Instantiating a value type

To explain your question, look at the example below.

struct Person
{
    public Person(int age)
    {
        this.Age = age + 10;
    }
    public int Age;
}

And then access it like

Person person =new Person();
person.Age = 10;

Person person1 = new Person(10);

What you expect Person's age is 10, but Person1's value will be 20. Using the new key word you can call a specific constructor. For your second case you are calling a default construtor which assign a 0 to the variable and then you are assigning value to it. In the first case the int will accept a compatible value which implicitly to the value type.

For the int, the both ways you are calling are same, because you are using simply a default constructor.

Hope this helps.

Note: value types are different from reference types In the above example if the person is a class then

Person1= Person; Person1.Age=30; then Person.Age also equals 30. But in case of value type Person.Age will have the original value. Value types stores on the stack and a new variable will be in a new memory address. Reference variable pointers are in the stack which points to an address in the heap. So two variable can hold a common address in the heap.

Good luck

see this link

http://www.coderanch.com/t/468841/java/java/difference-between-int-maxrows-Integer[^]
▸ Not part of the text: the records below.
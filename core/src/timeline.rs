//! Bounded log of discrete run events, merged tick by tick.
//!
//! Storage is oldest-first so eviction is a head pop; callers that
//! display the log read it most-recent-first.

use crate::model::TimelineEvent;
use std::collections::VecDeque;

pub const DEFAULT_TIMELINE_CAPACITY: usize = 200;

#[derive(Debug, Clone)]
pub struct Timeline {
    events:   VecDeque<TimelineEvent>,
    capacity: usize,
    merged:   bool,
}

impl Timeline {
    pub fn new(capacity: usize) -> Self {
        Self {
            events: VecDeque::new(),
            capacity: capacity.max(1),
            merged: false,
        }
    }

    /// Append a batch in received order, then trim the head back to capacity.
    /// A tick's `recent_events` are already time-ordered.
    pub fn merge<I>(&mut self, batch: I)
    where
        I: IntoIterator<Item = TimelineEvent>,
    {
        self.events.extend(batch);
        self.merged = true;
        while self.events.len() > self.capacity {
            self.events.pop_front();
        }
    }

    /// Seed from a run's stored timeline. Only applies while nothing has
    /// been merged from the stream, so stored and streamed events never
    /// double up. Returns whether the seed was applied.
    pub fn seed(&mut self, stored: &[TimelineEvent]) -> bool {
        if self.merged || !self.events.is_empty() || stored.is_empty() {
            return false;
        }
        let skip = stored.len().saturating_sub(self.capacity);
        self.events.extend(stored[skip..].iter().cloned());
        true
    }

    /// Newest first, for display.
    pub fn recent_first(&self) -> impl Iterator<Item = &TimelineEvent> {
        self.events.iter().rev()
    }

    /// Oldest first, storage order.
    pub fn iter(&self) -> impl Iterator<Item = &TimelineEvent> {
        self.events.iter()
    }

    pub fn len(&self) -> usize {
        self.events.len()
    }

    pub fn is_empty(&self) -> bool {
        self.events.is_empty()
    }

    pub fn capacity(&self) -> usize {
        self.capacity
    }
}

impl Default for Timeline {
    fn default() -> Self {
        Self::new(DEFAULT_TIMELINE_CAPACITY)
    }
}
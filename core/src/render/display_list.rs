use super::{Layer, Point, Rect, Rgba, Surface};

/// One recorded draw call.
#[derive(Debug, Clone, PartialEq)]
pub enum DrawOp {
    Begin { width: f32, height: f32, background: Rgba },
    FillRect { rect: Rect, color: Rgba },
    StrokeRect { rect: Rect, color: Rgba, line_width: f32 },
    Line { from: Point, to: Point, color: Rgba, line_width: f32 },
    Polyline { points: Vec<Point>, color: Rgba, line_width: f32 },
    FillCircle { center: Point, radius: f32, color: Rgba },
    Text { at: Point, text: String, color: Rgba, size: f32 },
}

/// Records every draw call with the layer it was issued on. Callers that
/// paint on their own canvas replay `ops()`.
#[derive(Debug, Clone)]
pub struct DisplayList {
    layer: Layer,
    ops:   Vec<(Layer, DrawOp)>,
}

impl Default for DisplayList {
    fn default() -> Self {
        Self {
            layer: Layer::Background,
            ops:   Vec::new(),
        }
    }
}

impl DisplayList {
    pub fn new() -> Self {
        Self::default()
    }

    pub fn ops(&self) -> &[(Layer, DrawOp)] {
        &self.ops
    }

    pub fn on_layer(&self, layer: Layer) -> impl Iterator<Item = &DrawOp> {
        self.ops
            .iter()
            .filter(move |(l, _)| *l == layer)
            .map(|(_, op)| op)
    }

    /// Distinct layers in the order they were first drawn on.
    pub fn layers(&self) -> Vec<Layer> {
        let mut seen: Vec<Layer> = Vec::new();
        for (layer, _) in &self.ops {
            if seen.last() != Some(layer) {
                seen.push(*layer);
            }
        }
        seen
    }

    fn push(&mut self, op: DrawOp) {
        self.ops.push((self.layer, op));
    }
}

impl Surface for DisplayList {
    fn set_layer(&mut self, layer: Layer) {
        self.layer = layer;
    }

    fn begin(&mut self, width: f32, height: f32, background: Rgba) {
        self.ops.clear();
        self.push(DrawOp::Begin { width, height, background });
    }

    fn fill_rect(&mut self, rect: Rect, color: Rgba) {
        self.push(DrawOp::FillRect { rect, color });
    }

    fn stroke_rect(&mut self, rect: Rect, color: Rgba, line_width: f32) {
        self.push(DrawOp::StrokeRect { rect, color, line_width });
    }

    fn line(&mut self, from: Point, to: Point, color: Rgba, line_width: f32) {
        self.push(DrawOp::Line { from, to, color, line_width });
    }

    fn polyline(&mut self, points: &[Point], color: Rgba, line_width: f32) {
        self.push(DrawOp::Polyline {
            points: points.to_vec(),
            color,
            line_width,
        });
    }

    fn fill_circle(&mut self, center: Point, radius: f32, color: Rgba) {
        self.push(DrawOp::FillCircle { center, radius, color });
    }

    fn text(&mut self, at: Point, text: &str, color: Rgba, size: f32) {
        self.push(DrawOp::Text {
            at,
            text: text.to_string(),
            color,
            size,
        });
    }
}
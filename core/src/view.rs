//! The view engine, sole owner of everything the current view shows.
//!
//! RULES:
//!   - `handle()` is the only way state changes. Inputs are handled one at
//!     a time; there is no concurrency inside the view.
//!   - The view performs no I/O. It returns `Effect`s; the driver executes
//!     them and reports back with more inputs.
//!   - Every activation bumps the epoch. Every run-scoped input carries the
//!     epoch it was issued under, and is compared with the current epoch
//!     when it is handled. Mismatch means stale: dropped, never queued.
//!   - Ticks are applied in arrival order, at most once.

use crate::{
    catalog::{RunCatalog, SelectionChange},
    config::ViewConfig,
    connection::{
        ConnectionManager, ConnectionState, EndCause, FailureDecision, ReconnectDecision,
    },
    error::ReplayError,
    frame::{active_frame, Frame, FrameInputs},
    model::{Run, RunDetail, RunStage, Scenario, ScenarioConfig, SimulationState, Tick, TimelineEvent},
    notice::{NoticeBoard, NoticeKind},
    replay::{ReplayController, ReplayMode},
    tick_buffer::TickBuffer,
    timeline::Timeline,
    types::{Epoch, RunId, ScenarioId},
};
use std::time::Duration;

/// Everything that can happen to the view.
#[derive(Debug)]
pub enum ViewInput {
    // ── Catalog ────────────────────────────────
    CatalogLoaded {
        scenarios: Result<Vec<Scenario>, ReplayError>,
        runs:      Result<Vec<Run>, ReplayError>,
    },
    CatalogRefreshDue,
    Refresh,
    InspectScenario(ScenarioId),
    SelectRun(RunId),

    // ── Stream and timers ──────────────────────
    StreamOpened { run_id: RunId, epoch: Epoch },
    StreamMessage { run_id: RunId, epoch: Epoch, text: String },
    StreamEnded { run_id: RunId, epoch: Epoch, cause: EndCause },
    ReconnectDue { run_id: RunId, epoch: Epoch },
    PollDue { run_id: RunId, epoch: Epoch },
    RunLoaded {
        run_id: RunId,
        epoch:  Epoch,
        result: Result<RunDetail, ReplayError>,
    },
    /// Load the active run's stored timeline on its own.
    RefreshTimeline,
    TimelineLoaded {
        run_id: RunId,
        epoch:  Epoch,
        result: Result<Vec<TimelineEvent>, ReplayError>,
    },

    // ── Display ────────────────────────────────
    SetMode(ReplayMode),
    Seek(usize),
    Step(i64),
    ToggleHeatmap,
    DismissNotice(u64),

    // ── Operator actions ───────────────────────
    CreateScenario(ScenarioConfig),
    ScenarioCreated(Result<Scenario, ReplayError>),
    LaunchRun(ScenarioId),
    RunLaunched(Result<Run, ReplayError>),
    CancelRun,
    CancelRequested {
        run_id: RunId,
        result: Result<(), ReplayError>,
    },
    Leave,
}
Apart from what Albein already said,
When you use a new expression with a structure, the object is intialised to Zero (and nulls if the structure include fields that were reference types).

So when you write this -

int a = new int();

a is implicitly initialised to 0.
Consider this example,

int a;
a = a + 10;

This will give you a compiler error - use of unassigned local variable 'a'

But for the code below,

int a = new int();
a = a + 10;

It works fine. As a was by default assigned 0.

Hope this helps as well!